The recent growth of the “pay to play” concept has led to a number of fraudulent trials — especially in the area of stem cell therapies — that draw patients into paying high costs for medically unsound treatments.

According to SACHRP, sponsors should only charge to cover the cost of a study, not to turn a profit, and should have to justify charges to their IRBs. The committee recommends a series of questions to guide sponsors in developing the justification:

  • Does the study meet relevant thresholds of scientific quality?
  • Is the risk-benefit balance justifiable?
  • Why are traditional research funding sources not used?
  • Will requiring payment influence equitable subject selection?
  • Is requiring payment likely to interfere with the patient’s decision-making process?

In justifying charges, sponsors must be open and honest with their IRBs, says one compliance expert.

“At the heart of this debate is transparency,” says David Borasky, vice president for IRB compliance at WCG Clinical, who co-chaired the October SACHRP meeting at which the recommendations were developed. “Be transparent with the IRB about the need to charge, the costs to participants and telling the subjects about costs, research and the difference between medical care and clinical trials,” Borasky says. “Otherwise it’s hard to come up with specific guidelines.”

Because pay-to-play trials offer plenty of ethical pitfalls, they become a balancing act between the FDA, the IRB, the investigator and sponsor, and ultimately affect the patient, according to Borasky.

Some pay-to-play proposals he has seen clearly have been trying to circumvent the system. Submitting an investigational new drug (IND) application to the FDA should have been the first step. “The submitters of those studies generally have withdrawn their application at that point,” he says. “They are trying to avoid FDA entanglements.”

The IRB’s role is to question the motivation for charging in the first place, Borasky says, adding that he always defers to the FDA.

“When studies come in with this type of a framework, we look at them critically, look at the consent process and FDA regulations,” and call them out if they aren’t compliant.

Companies that aren’t forthcoming about why they haven’t gone through the appropriate FDA channels get special scrutiny, Borasky says.

“There is concern that these are not the most scientifically robust studies,” he says. “We ask if they have an IND with the FDA and is this documented appropriately as an investigational new drug study. If they hedge us or don’t engage with the FDA, then it’s a red flag.”

Another area of concern when dealing with pay-to-play trials is the patient’s inability to discern between clinical care from a doctor and that of scientific research. This therapeutic misconception could be worsened by bringing a cost factor into the study, Borasky says. Paying to participate in a clinical trial isn’t the same as paying for an approved treatment. More clinical trials fail than succeed, he points out.

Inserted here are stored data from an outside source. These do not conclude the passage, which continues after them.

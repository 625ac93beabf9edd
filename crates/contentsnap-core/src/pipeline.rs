use crate::resolve::{resolve_in_place, ResolvedSnap};
use crate::CoreError;
use contentsnap_schema::{parse_catalogue_str, parse_manifest_str, Catalogue, SnapManifest};
use serde::Serialize;
use std::fs;
use std::io::Write;
use std::path::{Path, PathBuf};
use tempfile::NamedTempFile;
use tracing::{debug, info};

pub const DEFAULT_MANIFEST: &str = "supported.yaml";
pub const DEFAULT_CATALOGUE: &str = "supported.versions.toml";
pub const DEFAULT_OUTPUT: &str = "transformed.yaml";

/// The three files a resolve run touches.
///
/// `Default` yields the fixed names relative to the working directory.
#[derive(Debug, Clone, PartialEq, Eq)]
pub struct ResolvePaths {
    pub manifest: PathBuf,
    pub catalogue: PathBuf,
    pub output: PathBuf,
}

impl Default for ResolvePaths {
    fn default() -> Self {
        Self {
            manifest: PathBuf::from(DEFAULT_MANIFEST),
            catalogue: PathBuf::from(DEFAULT_CATALOGUE),
            output: PathBuf::from(DEFAULT_OUTPUT),
        }
    }
}

/// Outcome of a successful [`run_resolve`].
#[derive(Debug, Serialize)]
pub struct ResolveReport {
    pub manifest: PathBuf,
    pub catalogue: PathBuf,
    pub output: PathBuf,
    pub snaps: Vec<ResolvedSnap>,
}

pub fn load_catalogue(path: &Path) -> Result<Catalogue, CoreError> {
    let content = fs::read_to_string(path).map_err(CoreError::io(path))?;
    parse_catalogue_str(&content).map_err(|source| CoreError::Catalogue {
        path: path.to_path_buf(),
        source,
    })
}

pub fn load_manifest(path: &Path) -> Result<SnapManifest, CoreError> {
    let content = fs::read_to_string(path).map_err(CoreError::io(path))?;
    parse_manifest_str(&content).map_err(|source| CoreError::Manifest {
        path: path.to_path_buf(),
        source,
    })
}

/// Give the temp file the permissions `dest` already has, or `0644` for a
/// new file (`NamedTempFile` creates it owner-only).
#[cfg(unix)]
fn apply_output_permissions(tmp: &Path, dest: &Path) -> std::io::Result<()> {
    use std::os::unix::fs::PermissionsExt;
    let perms = fs::metadata(dest).map_or_else(
        |_| fs::Permissions::from_mode(0o644),
        |meta| meta.permissions(),
    );
    fs::set_permissions(tmp, perms)
}

#[cfg(not(unix))]
fn apply_output_permissions(_tmp: &Path, _dest: &Path) -> std::io::Result<()> {
    Ok(())
}

/// Write `content` to `dest` through a temporary file in the same directory,
/// so readers never observe a half-written file.
pub fn write_atomic(dest: &Path, content: &str) -> Result<(), CoreError> {
    let dir = dest
        .parent()
        .filter(|p| !p.as_os_str().is_empty())
        .map_or_else(|| PathBuf::from("."), Path::to_path_buf);
    let mut tmp = NamedTempFile::new_in(&dir).map_err(CoreError::io(&dir))?;
    tmp.write_all(content.as_bytes())
        .map_err(CoreError::io(tmp.path()))?;
    apply_output_permissions(tmp.path(), dest).map_err(CoreError::io(tmp.path()))?;
    tmp.as_file().sync_all().map_err(CoreError::io(tmp.path()))?;
    tmp.persist(dest).map_err(|e| CoreError::Io {
        path: dest.to_path_buf(),
        source: e.error,
    })?;
    Ok(())
}

pub fn write_manifest(path: &Path, manifest: &SnapManifest) -> Result<(), CoreError> {
    let yaml = manifest.to_yaml_string().map_err(CoreError::Serialize)?;
    write_atomic(path, &yaml)
}

/// Load the catalogue and manifest, resolve every snap, then write the
/// result. Nothing is written unless every snap resolved.
pub fn run_resolve(paths: &ResolvePaths) -> Result<ResolveReport, CoreError> {
    info!(
        "resolving {} against {}",
        paths.manifest.display(),
        paths.catalogue.display()
    );
    let catalogue = load_catalogue(&paths.catalogue)?;
    debug!("catalogue has {} libraries", catalogue.len());
    let mut manifest = load_manifest(&paths.manifest)?;
    debug!("manifest has {} content snaps", manifest.len());

    let snaps = resolve_in_place(&mut manifest, &catalogue)?;

    write_manifest(&paths.output, &manifest)?;
    info!(
        "wrote {} resolved snaps to {}",
        snaps.len(),
        paths.output.display()
    );

    Ok(ResolveReport {
        manifest: paths.manifest.clone(),
        catalogue: paths.catalogue.clone(),
        output: paths.output.clone(),
        snaps,
    })
}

There is also concern that pay-to-play trials will attract more affluent subjects who can afford the higher cost or give those subjects the wrong motivations to participate in the first place, causing them to base their expectations on monetary value.

At the other extreme, poor patients or those under undue influence, like prisoners, might be more susceptible to these types of trials.

“Historically, what IRBs have been worried about is exploitation,” says Borasky. There are concerns that clinical research studies are attractive to individuals with financial limitations because they may not have access to any other kind of healthcare.

“Research is not meant to exploit low economic status people, and this flips that on its head and asks ‘Should we worry if only people with lots of money can afford to pay extra to be able to get the treatment?’”

As far as cost goes, there is no hard and fast rule for sponsors on how much or how little to charge to cover the costs of a study, Borasky says.

“The IRBs are left to make a lot of decisions without concrete guidelines,” he says. “Researchers should be expected to make reasonable efforts to offset those concerns.”